I do believe this is what counselling should look like, for sure. I believe that an effective partnership between counsellor and client is essential. If you don’t feel comfortable with somebody you are working with, then it’s likely that you won’t feel able to bring your most difficult feelings to the sessions. Feeling great after sessions isn’t just about having a ‘buzz’ from getting things off your chest; it’s also about feeling motivated, confident in your own abilities and inspired to make changes; no matter how small. 

I think that counselling this time around is so different because I am so different to how I used to be. I know a lot more about myself, through all my previous therapy, and I’m lucky enough to have become assertive throughout my life (not just in counselling).

That does not mean I have assertiveness down to a tee. There are some areas in my life where I still struggle a lot. But, if it can change and improve in other areas of my life, I know it can change in all areas.

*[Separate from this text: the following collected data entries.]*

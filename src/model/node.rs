//! Node types for the task outline

use chrono::NaiveDate;

/// Index of a node inside its [`Outline`](super::Outline) arena.
///
/// Ids are cheap to copy and remain valid for the lifetime of the outline;
/// nodes are never removed, only unmarked or reordered.
#[derive(Debug, Clone, Copy, PartialEq, Eq, Hash)]
pub struct NodeId(pub(crate) usize);

/// The four node kinds of the outline.
#[derive(Debug, Clone, Copy, PartialEq, Eq, Hash)]
pub enum Kind {
    Folder,
    Project,
    Task,
    Context,
}

/// Project-specific fields.
#[derive(Debug, Clone, Copy, Default, PartialEq, Eq)]
pub struct ProjectInfo {
    pub flagged: bool,
    pub date_completed: Option<NaiveDate>,
}

/// Task-specific fields.
#[derive(Debug, Clone, Copy, Default, PartialEq, Eq)]
pub struct TaskInfo {
    pub flagged: bool,
    pub date_completed: Option<NaiveDate>,
    pub date_to_start: Option<NaiveDate>,
    pub date_due: Option<NaiveDate>,
}

/// Kind-specific payload of a node.
///
/// Back-references (`folder` on projects, `context` on tasks) are lookup
/// references, not ownership edges; ownership lives in the arena and the
/// `parent`/`children` links of [`Node`].
#[derive(Debug, Clone)]
pub enum Payload {
    Folder,
    Project {
        info: ProjectInfo,
        /// Owning folder, independent of the positional `parent` link.
        folder: Option<NodeId>,
    },
    Task {
        info: TaskInfo,
        /// The context this task belongs to in the categorical forest.
        context: Option<NodeId>,
    },
    Context,
}

/// A member of the outline tree.
///
/// `parent`/`children` form the organizational hierarchy; tasks additionally
/// appear in the children of their context, giving the categorical forest a
/// view onto the same instances.
#[derive(Debug, Clone)]
pub struct Node {
    pub name: String,
    pub parent: Option<NodeId>,
    pub children: Vec<NodeId>,
    /// Inclusion flag consumed by filters and traversal. Defaults to true.
    pub marked: bool,
    pub note: Option<String>,
    /// Ancestor display path, recorded by the flatten pass.
    pub path: Option<String>,
    pub payload: Payload,
}

impl Node {
    pub(crate) fn new(name: &str, payload: Payload) -> Self {
        Self {
            name: normalize_name(name),
            parent: None,
            children: Vec::new(),
            marked: true,
            note: None,
            path: None,
            payload,
        }
    }

    pub fn kind(&self) -> Kind {
        match self.payload {
            Payload::Folder => Kind::Folder,
            Payload::Project { .. } => Kind::Project,
            Payload::Task { .. } => Kind::Task,
            Payload::Context => Kind::Context,
        }
    }

    /// Flag state for kinds that define it (projects and tasks).
    pub fn flagged(&self) -> Option<bool> {
        match &self.payload {
            Payload::Project { info, .. } => Some(info.flagged),
            Payload::Task { info, .. } => Some(info.flagged),
            _ => None,
        }
    }

    pub fn date_completed(&self) -> Option<NaiveDate> {
        match &self.payload {
            Payload::Project { info, .. } => info.date_completed,
            Payload::Task { info, .. } => info.date_completed,
            _ => None,
        }
    }

    pub fn date_to_start(&self) -> Option<NaiveDate> {
        match &self.payload {
            Payload::Task { info, .. } => info.date_to_start,
            _ => None,
        }
    }

    pub fn date_due(&self) -> Option<NaiveDate> {
        match &self.payload {
            Payload::Task { info, .. } => info.date_due,
            _ => None,
        }
    }

    /// Context back-reference of a task.
    pub fn context(&self) -> Option<NodeId> {
        match &self.payload {
            Payload::Task { context, .. } => *context,
            _ => None,
        }
    }

    /// Folder back-reference of a project.
    pub fn folder(&self) -> Option<NodeId> {
        match &self.payload {
            Payload::Project { folder, .. } => *folder,
            _ => None,
        }
    }
}

/// Collapse tabs and newlines into single spaces and trim the ends.
///
/// Names come out of the source database with embedded whitespace; every
/// output format here is line-oriented, so normalization happens once at
/// construction.
fn normalize_name(raw: &str) -> String {
    let mut out = String::with_capacity(raw.len());
    let mut last_was_space = false;
    for ch in raw.chars() {
        if ch == '\t' || ch == '\n' || ch == '\r' || ch == ' ' {
            if !last_was_space {
                out.push(' ');
            }
            last_was_space = true;
        } else {
            out.push(ch);
            last_was_space = false;
        }
    }
    out.trim().to_string()
}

I just have to be patient with myself enough for it to come in time.

So… the key, for me has been: authenticity, transparency and honesty. In general, we get back what we put in. So going into anything half-arsed means you won’t experience the optimum benefit. Holding back only means you prevent yourself from taking another step forward. Only you can change that; with the right person/therapist. It’s a combination really then.

A good therapeutic relationship in which you feel safe enough to do or say things that may enable you to learn about yourself, along with a drive within you that makes you want to improve things, will equal success. Whether it improves your own self-belief, self-esteem or confidence will mainly depend on how much of the real issues you discuss. 

This time around, therapy is different in the sense that I am not learning skills I didn’t have; it is more about re-connecting with my current skill set. Of course I am, and may continue to learn new skills too, in the process; which is a bonus.

The quote below is one of my favourites, and by one of my all-time favourite writers; Erin Hanson. Don’t be afraid of falling. Just go with the flow. Take risks and believe in yourself. You have what you need, inside. You just need to access it ❤ something that my counsellor has recently reminded me of. She’s spot on! 

I graduated from therapy

Well, strictly speaking, I’ve got 1 last 1-2-1 session next week, but I had my last group session today and although it was hard knowing I won’t be going back into that kind of supportive environment, it was exciting too. The prospect of a lie-in on a Thursday got the better of me!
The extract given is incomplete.